Sadaka ve infak
içerisinde zekat, fitre, öşür vb. her türlü yardımın bulunduğu bir ibadettir.
Belki de bu yüzden yardımlaşma ve dayanışmanın en güzel örneklerini bu toplum
hep vermiştir ve vermeye devam etmektedir.
Sadece toplum değil,
devlet de yardım konusunda toplumu aratmıyor. Kaymakamlıklar bünyesindeki
dayanışma vakıfları aracılığıyla ihtiyaç sahiplerine yardım yapıyor.
Belediyeler de hakeza.
Toplumun yaptığı
yardımlar dinimizin ve örfümüzün, devletin yaptığı da sosyal devlet olmanın bir
gereğidir.
Yardımlaşma
konusundaki bu güzel hasletimize bir eleştiri getirmek istiyorum. Çünkü yapılan
yardımlar muhtaçların ihtiyaçlarını geçici çözmeye yöneliktir. Süreklilik arz
etmiyor ve sadece tespit edilen, bilinen veya isteyebilenlere yardım yapılmaktadır.
Belki de çok ihtiyaç sahibi olduğu halde isteyemeyen milyonlar vardır. Bir
diğer husus, yardım alan sürekli yardım alıyor. Halbuki yardımdan maksat, o
kişinin ihtiyaçsız hale gelmesi ve bu kişinin başkasına yardım edecek noktaya
gelmesidir. Birileri sürekli veren el olurken birileri de sürekli alan el
oluyor. Nedense yaptığımız yardımlarla hep balık yedirirken balık tutmayı bir
türlü beceremiyoruz. Yaptığımız yardımlar için şu atasözümüzü de hatırlamada
fayda var: "Elden gelen öğün olmaz. O da zamanında gelmez" .
Hasılı, devletiyle,
milletiyle bir sadaka toplumuyuz. Nedense bakıma muhtaç ve çalışamayacak
durumda olanlar ve engelliler haricindekiler için kendi kendine yetecek bir
sistem kuramadık. Sapasağlam kişilere de yardım ediyoruz. Pekala bu kişilere
yardımın dışında bir çıkış yolu bulunabilir. Kimin, ne iş yapmaya gücü
yetiyorsa, kişileri o alanda istihdam etmenin yollarını aramalıyız. Kastettiğim
balık tutmayı öğretmek.
Muhtaç insanları
faydalı olabilecekleri alanda istihdam etmek o kişilerin onurlarını da korumak
demektir. Çünkü kendi alın terini yemek kadar güzel rızık yoktur. İşe
yaradığını ve evini geçindirdiğini gören vatandaşın kişiliği oturacak, kendine
özgüveni gelecektir. Her şeyden önce birey olacaktır.

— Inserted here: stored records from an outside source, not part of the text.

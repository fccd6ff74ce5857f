//! Core data models for Noor Al-Huda
//!
//! This module contains the data types shared by the API clients and the
//! countdown: coordinates, the decoded prayer-times payload, the parsed
//! timings snapshot, and Quran content records. The built-in adhkar
//! collection lives in `adhkar`.

pub mod adhkar;
pub mod prayer;
pub mod quran;

pub use adhkar::{Dhikr, DhikrCategory, ADHKAR};
pub use prayer::{prayer_cache_key, PrayerClient, COORDINATE_PRECISION, DEFAULT_METHOD};
pub use quran::{QuranClient, SURAH_COUNT};

use chrono::NaiveTime;
use reqwest::{Client, StatusCode};
use serde::{de::DeserializeOwned, Deserialize, Serialize};
use std::collections::BTreeMap;
use thiserror::Error;

/// Errors that can occur when fetching from an external content API
///
/// Variants carry owned strings rather than the source errors so the error
/// can be cloned and handed to every caller sharing one in-flight fetch.
#[derive(Debug, Clone, PartialEq, Eq, Error)]
pub enum FetchError {
    /// The request could not be sent or the connection failed
    #[error("HTTP request failed: {0}")]
    Network(String),

    /// The server answered with a non-success status
    #[error("Unexpected HTTP status: {0}")]
    Status(u16),

    /// The server rejected the request for exceeding its rate limit
    #[error("Request quota exceeded")]
    Quota,

    /// The response body was not the expected JSON
    #[error("Failed to parse API response: {0}")]
    Parse(String),

    /// The API envelope reported a failure
    #[error("API returned code {code}: {status}")]
    Api { code: u16, status: String },

    /// The request parameters were rejected before sending
    #[error("Invalid request: {0}")]
    InvalidRequest(String),
}

impl From<reqwest::Error> for FetchError {
    fn from(err: reqwest::Error) -> Self {
        if err.is_decode() {
            FetchError::Parse(err.to_string())
        } else {
            FetchError::Network(err.to_string())
        }
    }
}

impl From<serde_json::Error> for FetchError {
    fn from(err: serde_json::Error) -> Self {
        FetchError::Parse(err.to_string())
    }
}

/// Errors raised when a timings payload cannot be turned into a snapshot
#[derive(Debug, Clone, PartialEq, Eq, Error)]
pub enum TimingsError {
    /// One of the five daily prayers is absent from the payload
    #[error("Missing time for {0}")]
    MissingPrayer(Prayer),

    /// A prayer's time is not in `HH:MM` form
    #[error("Invalid time for {prayer}: '{value}'")]
    InvalidTime { prayer: Prayer, value: String },
}

/// A geographic location in decimal degrees
#[derive(Debug, Clone, Copy, PartialEq, Serialize, Deserialize)]
pub struct Coordinates {
    /// Latitude, -90 to 90
    pub latitude: f64,
    /// Longitude, -180 to 180
    pub longitude: f64,
}

impl Coordinates {
    /// Creates coordinates, returning `None` when either value is out of range
    pub fn new(latitude: f64, longitude: f64) -> Option<Self> {
        let coords = Self {
            latitude,
            longitude,
        };
        coords.is_valid().then_some(coords)
    }

    /// Whether both values are finite and within range
    pub fn is_valid(&self) -> bool {
        self.latitude.is_finite()
            && self.longitude.is_finite()
            && (-90.0..=90.0).contains(&self.latitude)
            && (-180.0..=180.0).contains(&self.longitude)
    }
}

/// The five canonical daily prayers, declared in daily order
#[derive(Debug, Clone, Copy, PartialEq, Eq, Hash, PartialOrd, Ord, Serialize, Deserialize)]
pub enum Prayer {
    Fajr,
    Dhuhr,
    Asr,
    Maghrib,
    Isha,
}

impl Prayer {
    /// All prayers in the order they occur during a day
    pub const ALL: [Prayer; 5] = [
        Prayer::Fajr,
        Prayer::Dhuhr,
        Prayer::Asr,
        Prayer::Maghrib,
        Prayer::Isha,
    ];

    /// Key used for this prayer in the timings API payload
    pub fn key(self) -> &'static str {
        match self {
            Prayer::Fajr => "Fajr",
            Prayer::Dhuhr => "Dhuhr",
            Prayer::Asr => "Asr",
            Prayer::Maghrib => "Maghrib",
            Prayer::Isha => "Isha",
        }
    }

    /// Arabic display name
    pub fn arabic_name(self) -> &'static str {
        match self {
            Prayer::Fajr => "الفجر",
            Prayer::Dhuhr => "الظهر",
            Prayer::Asr => "العصر",
            Prayer::Maghrib => "المغرب",
            Prayer::Isha => "العشاء",
        }
    }
}

impl std::fmt::Display for Prayer {
    fn fmt(&self, f: &mut std::fmt::Formatter<'_>) -> std::fmt::Result {
        f.write_str(self.key())
    }
}

/// A name given in both English and Arabic
#[derive(Debug, Clone, PartialEq, Serialize, Deserialize)]
pub struct LocalizedName {
    pub en: String,
    pub ar: String,
}

/// Hijri calendar date as reported by the timings API
#[derive(Debug, Clone, PartialEq, Serialize, Deserialize)]
pub struct HijriDate {
    /// Date in `DD-MM-YYYY` form
    pub date: String,
    pub month: LocalizedName,
    pub weekday: LocalizedName,
    #[serde(default)]
    pub year: String,
}

/// Calendar information for the day the timings apply to
#[derive(Debug, Clone, PartialEq, Serialize, Deserialize)]
pub struct DayDate {
    /// Gregorian date, e.g. "14 Oct 2026"
    pub readable: String,
    pub hijri: HijriDate,
}

/// Decoded prayer-times payload for one day at one location
///
/// This is the value the prayer cache stores. The timings are kept as the raw
/// strings the API returned; `PrayerTimings::from_raw` validates them.
#[derive(Debug, Clone, PartialEq, Serialize, Deserialize)]
pub struct PrayerDay {
    /// Every named time the API returned, including non-prayer entries like Sunrise
    pub timings: BTreeMap<String, String>,
    pub date: DayDate,
}

impl PrayerDay {
    /// Parses the five daily prayers out of the raw timings
    pub fn prayer_timings(&self) -> Result<PrayerTimings, TimingsError> {
        PrayerTimings::from_raw(&self.timings)
    }
}

/// Validated times of the five daily prayers for one calendar day
#[derive(Debug, Clone, Copy, PartialEq, Eq)]
pub struct PrayerTimings {
    pub fajr: NaiveTime,
    pub dhuhr: NaiveTime,
    pub asr: NaiveTime,
    pub maghrib: NaiveTime,
    pub isha: NaiveTime,
}

impl PrayerTimings {
    /// Builds a snapshot from a `name -> time` map, failing on the first
    /// missing or malformed prayer
    ///
    /// Values may carry a trailing zone annotation such as `"05:12 (EET)"`;
    /// only the leading `HH:MM` token is read.
    pub fn from_raw(raw: &BTreeMap<String, String>) -> Result<Self, TimingsError> {
        let time_of = |prayer: Prayer| -> Result<NaiveTime, TimingsError> {
            let value = raw
                .get(prayer.key())
                .ok_or(TimingsError::MissingPrayer(prayer))?;
            parse_prayer_time(prayer, value)
        };

        Ok(Self {
            fajr: time_of(Prayer::Fajr)?,
            dhuhr: time_of(Prayer::Dhuhr)?,
            asr: time_of(Prayer::Asr)?,
            maghrib: time_of(Prayer::Maghrib)?,
            isha: time_of(Prayer::Isha)?,
        })
    }

    /// Time of day for the given prayer
    pub fn get(&self, prayer: Prayer) -> NaiveTime {
        match prayer {
            Prayer::Fajr => self.fajr,
            Prayer::Dhuhr => self.dhuhr,
            Prayer::Asr => self.asr,
            Prayer::Maghrib => self.maghrib,
            Prayer::Isha => self.isha,
        }
    }

    /// Iterates prayers with their times in daily order
    pub fn iter(&self) -> impl Iterator<Item = (Prayer, NaiveTime)> + '_ {
        Prayer::ALL.into_iter().map(move |prayer| (prayer, self.get(prayer)))
    }
}

/// Parse an API time string (e.g., "05:12" or "05:12 (EET)") to NaiveTime
fn parse_prayer_time(prayer: Prayer, value: &str) -> Result<NaiveTime, TimingsError> {
    let invalid = || TimingsError::InvalidTime {
        prayer,
        value: value.to_string(),
    };

    let time_part = value.split_whitespace().next().ok_or_else(invalid)?;
    NaiveTime::parse_from_str(time_part, "%H:%M").map_err(|_| invalid())
}

/// A surah (chapter) summary from the Quran API
#[derive(Debug, Clone, PartialEq, Serialize, Deserialize)]
#[serde(rename_all = "camelCase")]
pub struct Surah {
    pub number: u16,
    /// Arabic name
    pub name: String,
    pub english_name: String,
    pub english_name_translation: String,
    pub number_of_ayahs: u16,
    /// "Meccan" or "Medinan"
    pub revelation_type: String,
}

/// A single ayah (verse) with its recitation audio
#[derive(Debug, Clone, PartialEq, Serialize, Deserialize)]
#[serde(rename_all = "camelCase")]
pub struct Ayah {
    /// Position across the whole Quran
    pub number: u32,
    pub text: String,
    pub number_in_surah: u16,
    pub juz: u8,
    pub page: u16,
    /// URL to the recitation audio
    #[serde(default)]
    pub audio: Option<String>,
    #[serde(default)]
    pub audio_secondary: Vec<String>,
}

/// Full text of a surah
#[derive(Debug, Clone, PartialEq, Serialize, Deserialize)]
pub struct SurahDetails {
    pub ayahs: Vec<Ayah>,
}

/// Standard `{ code, status, data }` wrapper used by both content APIs
///
/// `data` is held as a raw value so a failure envelope, whose `data` is an
/// error message, still decodes far enough to report its code.
#[derive(Debug, Deserialize)]
struct ApiEnvelope {
    code: u16,
    status: String,
    #[serde(default)]
    data: serde_json::Value,
}

/// Decodes an API envelope and returns its `data` payload
pub(crate) fn decode_envelope<T: DeserializeOwned>(body: &str) -> Result<T, FetchError> {
    let envelope: ApiEnvelope = serde_json::from_str(body)?;

    if envelope.code != 200 {
        return Err(FetchError::Api {
            code: envelope.code,
            status: envelope.status,
        });
    }

    if envelope.data.is_null() {
        return Err(FetchError::Parse("response has no data".to_string()));
    }

    Ok(serde_json::from_value(envelope.data)?)
}

/// Sends a GET request and decodes the enveloped JSON response
pub(crate) async fn get_json<T: DeserializeOwned>(
    client: &Client,
    url: &str,
) -> Result<T, FetchError> {
    let response = client.get(url).send().await?;

    let status = response.status();
    if status == StatusCode::TOO_MANY_REQUESTS {
        return Err(FetchError::Quota);
    }
    if !status.is_success() {
        return Err(FetchError::Status(status.as_u16()));
    }

    let text = response.text().await?;
    decode_envelope(&text)
}
//! In-memory cache for API responses
//!
//! This module provides a time-keyed cache that memoizes the result of an
//! asynchronous fetch for a fixed validity window. Concurrent requests for the
//! same key share one pending fetch, and failed fetches are never stored.

mod timed;

pub use timed::{TimedCache, DEFAULT_CACHE_TTL};
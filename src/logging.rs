//! Tracing subscriber setup
//!
//! The dashboard owns the terminal, so it logs to a file in the cache
//! directory. The print modes log to stderr.

use directories::ProjectDirs;
use std::fs::{self, OpenOptions};
use std::io;
use std::path::{Path, PathBuf};
use std::sync::Mutex;
use thiserror::Error;
use tracing_subscriber::EnvFilter;

/// Environment variable holding the log filter directives
pub const LOG_ENV_VAR: &str = "NOORHUDA_LOG";

/// Filter used when the environment variable is unset or invalid
const DEFAULT_FILTER: &str = "noorhuda=info";

/// Where log output is written
#[derive(Debug, Clone, PartialEq, Eq)]
pub enum LogTarget {
    Stderr,
    File(PathBuf),
    /// Logging is disabled
    Discard,
}

impl LogTarget {
    /// File target in the platform cache directory, or `Discard` when there is none
    pub fn default_file() -> Self {
        ProjectDirs::from("", "", "noorhuda")
            .map(|dirs| LogTarget::File(dirs.cache_dir().join("noorhuda.log")))
            .unwrap_or(LogTarget::Discard)
    }
}

/// Errors that can occur when installing the subscriber
#[derive(Debug, Error)]
pub enum LoggingError {
    /// The log file or its directory could not be created
    #[error("Failed to open log file {path}: {source}")]
    OpenFile {
        path: PathBuf,
        #[source]
        source: io::Error,
    },

    /// A global subscriber was already installed
    #[error("Failed to install log subscriber: {0}")]
    Init(String),
}

/// Builds the filter from `NOORHUDA_LOG`, falling back to `noorhuda=info`
pub fn env_filter() -> EnvFilter {
    EnvFilter::try_from_env(LOG_ENV_VAR).unwrap_or_else(|_| EnvFilter::new(DEFAULT_FILTER))
}

/// Installs the global tracing subscriber
pub fn init(target: &LogTarget) -> Result<(), LoggingError> {
    let builder = tracing_subscriber::fmt().with_env_filter(env_filter());

    let result = match target {
        LogTarget::Discard => return Ok(()),
        LogTarget::Stderr => builder.with_writer(io::stderr).try_init(),
        LogTarget::File(path) => {
            let file = open_log_file(path)?;
            builder
                .with_ansi(false)
                .with_writer(Mutex::new(file))
                .try_init()
        }
    };

    result.map_err(|e| LoggingError::Init(e.to_string()))?;

    tracing::debug!(log_target = ?target, "logging initialized");
    Ok(())
}

fn open_log_file(path: &Path) -> Result<fs::File, LoggingError> {
    let to_error = |source| LoggingError::OpenFile {
        path: path.to_path_buf(),
        source,
    };

    if let Some(parent) = path.parent() {
        fs::create_dir_all(parent).map_err(to_error)?;
    }
    OpenOptions::new()
        .create(true)
        .append(true)
        .open(path)
        .map_err(to_error)
}
//! Time-keyed memoizing cache with in-flight request sharing
//!
//! `TimedCache` stores the successful result of a fetch under a string key for
//! a fixed validity window. While a fetch for a key is pending, further callers
//! for that key await the same future instead of starting a new one.

use futures::future::{BoxFuture, FutureExt, Shared};
use std::collections::HashMap;
use std::fmt;
use std::future::Future;
use std::sync::{Mutex, MutexGuard, PoisonError};
use std::time::Duration;
use tokio::time::Instant;

/// Default validity window for cached entries (one hour)
pub const DEFAULT_CACHE_TTL: Duration = Duration::from_secs(60 * 60);

/// A stored fetch result
#[derive(Debug, Clone)]
struct CacheEntry<V> {
    /// The cached value
    value: V,
    /// When the value was stored
    stored_at: Instant,
}

type PendingFetch<V, E> = Shared<BoxFuture<'static, Result<V, E>>>;

struct CacheState<V, E> {
    entries: HashMap<String, CacheEntry<V>>,
    in_flight: HashMap<String, PendingFetch<V, E>>,
}

/// Outcome of looking a key up under the lock
enum Lookup<V, E> {
    Hit(V),
    Pending(PendingFetch<V, E>),
}

/// In-memory cache that memoizes asynchronous fetches for a fixed duration
///
/// An entry is valid while `now - stored_at < ttl`. Expired entries are left
/// in place and overwritten by the next successful fetch; there is no other
/// eviction. Errors are shared with every caller waiting on the failed fetch
/// but are never stored, so the next call retries.
pub struct TimedCache<V, E> {
    ttl: Duration,
    state: Mutex<CacheState<V, E>>,
}

impl<V, E> TimedCache<V, E>
where
    V: Clone + Send + Sync + 'static,
    E: Clone + Send + Sync + 'static,
{
    /// Creates an empty cache whose entries stay fresh for `ttl`
    pub fn new(ttl: Duration) -> Self {
        Self {
            ttl,
            state: Mutex::new(CacheState {
                entries: HashMap::new(),
                in_flight: HashMap::new(),
            }),
        }
    }

    /// Returns the validity window
    pub fn ttl(&self) -> Duration {
        self.ttl
    }

    /// Returns the cached value for `key`, or runs `fetcher` and caches its result
    ///
    /// `fetcher` is only invoked when there is neither a fresh entry nor a
    /// fetch already in flight for `key`. It runs on the first poll of the
    /// shared fetch, after the lock is released, so it may call back into the
    /// cache. The value is written to the cache before it is returned to any
    /// caller.
    pub async fn get_or_fetch<F, Fut>(&self, key: &str, fetcher: F) -> Result<V, E>
    where
        F: FnOnce() -> Fut + Send + 'static,
        Fut: Future<Output = Result<V, E>> + Send + 'static,
    {
        let pending = match self.lookup(key, fetcher) {
            Lookup::Hit(value) => return Ok(value),
            Lookup::Pending(pending) => pending,
        };

        let result = pending.clone().await;
        self.settle(key, &pending, &result);
        result
    }

    /// Whether `key` currently holds a fresh entry
    pub fn is_fresh(&self, key: &str) -> bool {
        let now = Instant::now();
        self.lock()
            .entries
            .get(key)
            .is_some_and(|entry| self.entry_is_fresh(entry, now))
    }

    /// Number of stored entries, fresh or expired
    pub fn len(&self) -> usize {
        self.lock().entries.len()
    }

    /// Whether the cache holds no entries
    pub fn is_empty(&self) -> bool {
        self.len() == 0
    }

    fn lookup<F, Fut>(&self, key: &str, fetcher: F) -> Lookup<V, E>
    where
        F: FnOnce() -> Fut + Send + 'static,
        Fut: Future<Output = Result<V, E>> + Send + 'static,
    {
        let now = Instant::now();
        let mut state = self.lock();

        if let Some(entry) = state.entries.get(key) {
            if self.entry_is_fresh(entry, now) {
                tracing::debug!(key, "cache hit");
                return Lookup::Hit(entry.value.clone());
            }
        }

        if let Some(pending) = state.in_flight.get(key) {
            tracing::debug!(key, "joining in-flight fetch");
            return Lookup::Pending(pending.clone());
        }

        tracing::debug!(key, "cache miss, fetching");
        // Building the future must not call user code while the lock is held
        let pending = async move { fetcher().await }.boxed().shared();
        state.in_flight.insert(key.to_string(), pending.clone());
        Lookup::Pending(pending)
    }

    /// Clears the in-flight registration and stores a successful result
    ///
    /// Only the first waiter to finish does the bookkeeping. Later waiters
    /// find the registration already gone (or replaced by a newer fetch) and
    /// leave the cache alone.
    fn settle(&self, key: &str, pending: &PendingFetch<V, E>, result: &Result<V, E>) {
        let mut state = self.lock();

        let owns_registration = state
            .in_flight
            .get(key)
            .is_some_and(|registered| registered.ptr_eq(pending));
        if !owns_registration {
            return;
        }
        state.in_flight.remove(key);

        match result {
            Ok(value) => {
                state.entries.insert(
                    key.to_string(),
                    CacheEntry {
                        value: value.clone(),
                        stored_at: Instant::now(),
                    },
                );
            }
            Err(_) => {
                tracing::warn!(key, "fetch failed, result not cached");
            }
        }
    }

    fn entry_is_fresh(&self, entry: &CacheEntry<V>, now: Instant) -> bool {
        now.duration_since(entry.stored_at) < self.ttl
    }

    fn lock(&self) -> MutexGuard<'_, CacheState<V, E>> {
        // User code never runs under the lock, so poisoned state is still consistent
        self.state.lock().unwrap_or_else(PoisonError::into_inner)
    }
}

impl<V, E> Default for TimedCache<V, E>
where
    V: Clone + Send + Sync + 'static,
    E: Clone + Send + Sync + 'static,
{
    fn default() -> Self {
        Self::new(DEFAULT_CACHE_TTL)
    }
}

impl<V, E> fmt::Debug for TimedCache<V, E> {
    fn fmt(&self, f: &mut fmt::Formatter<'_>) -> fmt::Result {
        let state = self.state.lock().unwrap_or_else(PoisonError::into_inner);
        f.debug_struct("TimedCache")
            .field("ttl", &self.ttl)
            .field("entries", &state.entries.len())
            .field("in_flight", &state.in_flight.len())
            .finish()
    }
}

Çalışarak kazandığı
paranın değerini daha iyi bilecek, ayağını yorganına göre uzatacaktır. Birey
olanın söyleyecek sözü olur. Hep yardım alan ise yardım kesilir düşüncesiyle
konuşamaz.
Bu devirde her
ihtiyaç sahibine iş vermek kolay mı diyebilirsiniz. Kolay olmadığını ben de
biliyorum. Ama bu konuyu dert edinip bir yerlerden başlamak gerek. Fak Fuk Fon
ve belediyeler aracılığıyla aylık dağıtılan yardımlar bile kaç kişiye istihdam
kapısı olabilecek bir sermayedir. İş veremediklerimize yardım yapmaya devam
ederken bir kısmına peyderpey iş sağlayabiliriz.
Aynı istihdam
kapısını yardım toplayan yardım kuruluşları da yapabilir. Görevleri sadece
verenle alan arasında köprü olmak olmamalı. Toplanan nakdi yardımları
değerlendirmek için kanuni alt yapısı oluşturulabilir. Tüm yardım kuruluşları
bir çatı yardım kuruluşu bünyesinde toplanabilir. Toplanan nakdi yardımın belli
bir oranı istihdam alanı oluşturmada harcanmalı.
Anlatmak istediğim, sadaka devlet ve sadaka toplum görüntüsünden mümkün olduğu kadar uzaklaşmaktır. Günümüzde en önemli ve en büyük yardım kişilere iş vermektir. Bu yardım türü üzerine projeler üretmektir. Değilse sürekli vermeye sürekli almaya devam ederiz. Bu yol ile de bir mesafe alamayız. Çünkü daima yerimizde sayarız.